> **STUDY MATERIAL**

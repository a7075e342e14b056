use std::time::Duration;

use thiserror::Error;

/// Application-wide error types for Boreas.
#[derive(Error, Debug)]
pub enum AppError {
    /// The scrape queue refused a submission after the backpressure timeout.
    #[error("scrape queue full for source '{source_name}'")]
    QueueFull { source_name: String },

    /// The circuit breaker for a source is open; the call was never made.
    #[error("circuit open for source '{source_name}', retry after {} seconds", .retry_after.as_secs())]
    CircuitOpen {
        source_name: String,
        retry_after: Duration,
    },

    /// Transient parse failure, eligible for delayed retry with backoff.
    #[error("recoverable parse error [{code}]: {message}")]
    RecoverableParse { code: String, message: String },

    /// Parse failure that will not self-heal; routed to the dead-letter queue.
    #[error("unrecoverable parse error [{code}]: {message}")]
    UnrecoverableParse { code: String, message: String },

    /// Structured parse output does not satisfy the versioned contract.
    #[error("contract violation: {0}")]
    ContractViolation(String),

    /// The generation stage exhausted its time budget.
    #[error("generation timed out after {0} ms")]
    GenerationTimeout(u64),

    /// Both primary and fallback generation failed.
    #[error("generation failed: {0}")]
    GenerationFailure(String),

    /// Rollback target, DLQ id, schedule id, etc. does not exist.
    #[error("not found: {0}")]
    NotFound(String),

    /// LLM API call failed.
    #[error("LLM error (HTTP {status_code}): {message}")]
    LlmError {
        message: String,
        status_code: u16,
        retryable: bool,
    },

    /// Publishing a draft to a platform failed.
    #[error("publish to '{platform}' failed: {reason}")]
    PublishError { platform: String, reason: String },

    /// HTTP request failed.
    #[error("HTTP error: {0}")]
    HttpError(String),

    /// Network/connection error.
    #[error("network error: {0}")]
    NetworkError(String),

    /// Request timed out.
    #[error("request timed out after {0} seconds")]
    Timeout(u64),

    /// Rate limit exceeded.
    #[error("rate limit exceeded")]
    RateLimitExceeded,

    /// Database operation failed.
    #[error("database error: {0}")]
    DatabaseError(String),

    /// JSON serialization/deserialization failed.
    #[error("serialization error: {0}")]
    SerializationError(#[from] serde_json::Error),

    /// Invalid or missing configuration.
    #[error("config error: {0}")]
    ConfigError(String),

    /// Generic error.
    #[error("{0}")]
    Generic(String),
}

impl AppError {
    /// Returns true if this error is transient and worth retrying.
    pub fn is_retryable(&self) -> bool {
        match self {
            AppError::NetworkError(_)
            | AppError::Timeout(_)
            | AppError::RateLimitExceeded
            | AppError::RecoverableParse { .. }
            | AppError::GenerationTimeout(_)
            | AppError::CircuitOpen { .. }
            | AppError::QueueFull { .. } => true,
            AppError::LlmError { retryable, .. } => *retryable,
            AppError::HttpError(msg) => {
                msg.contains("timeout") || msg.contains("connect") || msg.contains("reset")
            }
            _ => false,
        }
    }

    /// Returns true if this error should trip the circuit breaker.
    ///
    /// Validation and logic errors must not open a source's circuit: they
    /// describe the payload, not the upstream's health.
    pub fn should_trip_circuit(&self) -> bool {
        match self {
            AppError::NetworkError(_) | AppError::Timeout(_) | AppError::RateLimitExceeded => true,
            AppError::LlmError {
                status_code,
                retryable,
                ..
            } => *status_code == 429 || *status_code >= 500 || *retryable,
            AppError::HttpError(msg) => {
                msg.contains("timeout") || msg.contains("connect") || msg.contains("connection")
            }
            _ => false,
        }
    }

    /// Classifies an error for the parse router: recoverable failures are
    /// scheduled for delayed retry, unrecoverable ones go straight to the DLQ.
    pub fn is_recoverable_parse(&self) -> bool {
        match self {
            AppError::RecoverableParse { .. } => true,
            AppError::UnrecoverableParse { .. } | AppError::ContractViolation(_) => false,
            other => other.is_retryable(),
        }
    }

    /// Short stable code used in dead-letter records.
    pub fn parse_error_code(&self) -> String {
        match self {
            AppError::RecoverableParse { code, .. } | AppError::UnrecoverableParse { code, .. } => {
                code.clone()
            }
            AppError::ContractViolation(_) => "contract_validation".to_string(),
            AppError::Timeout(_) => "timeout".to_string(),
            AppError::NetworkError(_) => "network".to_string(),
            AppError::RateLimitExceeded => "rate_limited".to_string(),
            AppError::LlmError { .. } => "llm".to_string(),
            _ => "unexpected".to_string(),
        }
    }
}

#[cfg(test)]
mod tests {
    use super::*;

    #[test]
    fn test_retryable_errors() {
        assert!(AppError::NetworkError("reset".into()).is_retryable());
        assert!(AppError::Timeout(30).is_retryable());
        assert!(AppError::RateLimitExceeded.is_retryable());
        assert!(
            AppError::RecoverableParse {
                code: "llm_retryable".into(),
                message: "overloaded".into(),
            }
            .is_retryable()
        );
        assert!(
            !AppError::ContractViolation("missing field: title".into()).is_retryable()
        );
        assert!(
            !AppError::UnrecoverableParse {
                code: "empty_text".into(),
                message: "empty source text".into(),
            }
            .is_retryable()
        );
    }

    #[test]
    fn test_circuit_tripping() {
        assert!(AppError::RateLimitExceeded.should_trip_circuit());
        assert!(AppError::Timeout(30).should_trip_circuit());
        assert!(
            AppError::LlmError {
                message: "overloaded".into(),
                status_code: 503,
                retryable: true,
            }
            .should_trip_circuit()
        );
        assert!(!AppError::ContractViolation("bad".into()).should_trip_circuit());
        assert!(!AppError::NotFound("version 9".into()).should_trip_circuit());
    }

    #[test]
    fn test_parse_classification() {
        assert!(
            AppError::RecoverableParse {
                code: "llm_retryable".into(),
                message: "".into(),
            }
            .is_recoverable_parse()
        );
        // Transport-level errors bubbling out of a parser backend are
        // transient by definition.
        assert!(AppError::Timeout(10).is_recoverable_parse());
        assert!(!AppError::ContractViolation("bad".into()).is_recoverable_parse());
        assert_eq!(
            AppError::ContractViolation("bad".into()).parse_error_code(),
            "contract_validation"
        );
    }
}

> **THE TASK**
Read the material above and copy out each line holding "does".

> **EXERCISE ANSWER**
    /// Structured parse output does not satisfy the versioned contract.
    /// Rollback target, DLQ id, schedule id, etc. does not exist.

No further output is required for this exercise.